The reality is, however, that if you’re not willing to put in the time, 30 people are lined up at your manager’s door, ready and willing to take your spot. In what continues to be a high-unemployment economy, employees are at a significant disadvantage and under a lot of pressure to perform.
The old saying is truer than ever—many of us are working more and more for less and less.
I see hope though, because this isn’t the case with everyone. Many employers are using the bad economy to differentiate themselves and show employees exactly how much they appreciate them. Others still have moved on from their corporate jobs and are paving their own way through self-employment, setting their own hours and expectations.
40 Hours for Me
For a long time, I was a workaholic, taking on as much as I could handle and often more. It’s true that this contributed to me getting ahead, but it came at a price. I was often burned out, sick, and my life felt out of balance.
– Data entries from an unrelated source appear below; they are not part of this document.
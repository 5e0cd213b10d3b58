//! Merchant catalog command implementations

use anyhow::Result;
use ticketzen_core::{
    categorize, CatalogSource, HeuristicConfig, MatchSource, MerchantKnowledgeBase,
};

/// List catalog merchants in file order
pub fn cmd_merchants_list(kb: &MerchantKnowledgeBase) -> Result<()> {
    let source = match kb.source() {
        CatalogSource::Embedded => "built-in".to_string(),
        CatalogSource::File(p) => p.display().to_string(),
        CatalogSource::Records => "in-memory".to_string(),
    };
    println!("Merchant catalog: {} ({} merchants)\n", source, kb.len());

    if kb.is_empty() {
        println!("No merchants loaded.");
        return Ok(());
    }

    println!(
        "{:<20} {:<15} {:>7} {:>8}",
        "NAME", "CATEGORY", "ALIASES", "PATTERNS"
    );
    println!("{}", "-".repeat(53));

    for record in kb.records() {
        println!(
            "{:<20} {:<15} {:>7} {:>8}",
            record.name,
            record.default_category.as_deref().unwrap_or("-"),
            record.aliases.len(),
            record.regex.len()
        );
    }

    Ok(())
}

/// Resolve free text and report how it matched
pub fn cmd_merchants_resolve(
    kb: &MerchantKnowledgeBase,
    heuristics: &HeuristicConfig,
    text: &str,
) -> Result<()> {
    match kb.resolve_detailed(Some(text), heuristics.merchant_min_score) {
        Some(m) => {
            let how = match (m.source, m.score) {
                (MatchSource::Regex, _) => "pattern match".to_string(),
                (MatchSource::Fuzzy, Some(score)) => format!("similarity {:.1}", score),
                (MatchSource::Passthrough, Some(score)) => format!(
                    "no match, best similarity {:.1} <= {}",
                    score, heuristics.merchant_min_score
                ),
                (source, None) => source.as_str().to_string(),
            };
            println!("\"{}\" → {} ({})", text, m.name, how);
        }
        None => println!("\"{}\" → (empty)", text),
    }
    Ok(())
}

/// Resolve free text and print its expense category
pub fn cmd_merchants_categorize(
    kb: &MerchantKnowledgeBase,
    heuristics: &HeuristicConfig,
    text: &str,
) -> Result<()> {
    let merchant = kb.resolve_with_threshold(Some(text), heuristics.merchant_min_score);
    let category = categorize(kb, merchant.as_deref());
    println!(
        "\"{}\" → {} → {}",
        text,
        merchant.as_deref().unwrap_or("-"),
        category
    );
    Ok(())
}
Today, I have a different take on the 40-hour week, perhaps fitting more with my own generation’s increased focus on work-family balance. I see 40 hours as a ceiling, not a floor. My responsibilities extend beyond my job—to my family, my hobbies, my health and spiritual well-being, my personal development and social time.
Yes, I work in a profession that occasionally requires 70-hour efforts to complete a project. I recognize that need and cater to it on a temporary basis, as I would expect anyone else to do. But I also see the effect on colleagues who can’t or won’t put their foot down and put in those weeks on a regular basis. It takes a toll.
I believe that the 40-hour work week is an antiquated measure of productivity. I prefer to see my week in terms of what I’ve accomplished, not how long I’ve worked. Working 50 hours and accomplishing little, means little. Working 30 and accomplishing much; that’s progress and a way forward.
There’s a quote I love from the recent 37signals book, ReWork. When talking about why workaholics aren’t effective, the authors write:
Workaholics make the people who don’t stay late feel inadequate for “merely” working reasonable hours. That leads to guilt and poor morale all around. Plus, it leads to an ass- in- seat mentality—people stay late out of obligation, even if they aren’t really being productive.
Workaholics aren’t heroes. They don’t save the day, they just use it up. The real hero is already home because she figured out a faster way to get things done.
There’s an amusing short clip that goes with this quote that I thought I’d include. It captures the culture in so many professional environments perfectly:
(Watch it on YouTube instead if you’re not able to see it above)
Finally, Your Money or Your Life, one of my favorite books on personal finance, has this to offer:
Aren’t we killing ourselves–our health, our relationships, our sense of joy and wonder–for our jobs? We are sacrificing our lives for money–but it’s happening so slowly that we barely notice.
Even though the official work week has been pegged at forty hours for nearly half a century, many professionals believe they must work overtime and weekends to keep up…Opinion Research Corporation showed dramatic drops in job satisfaction among all age groups, in every occupation, in every social class, in every part of the country, despite the simultaneous increase of commitment to career in the mid-twenties to mid-forties age range. We are working more, but enjoying life less.
What’s Your Take?
How many hours per week do you currently work? Is it a function of necessity or desire? How do you feel about working overtime?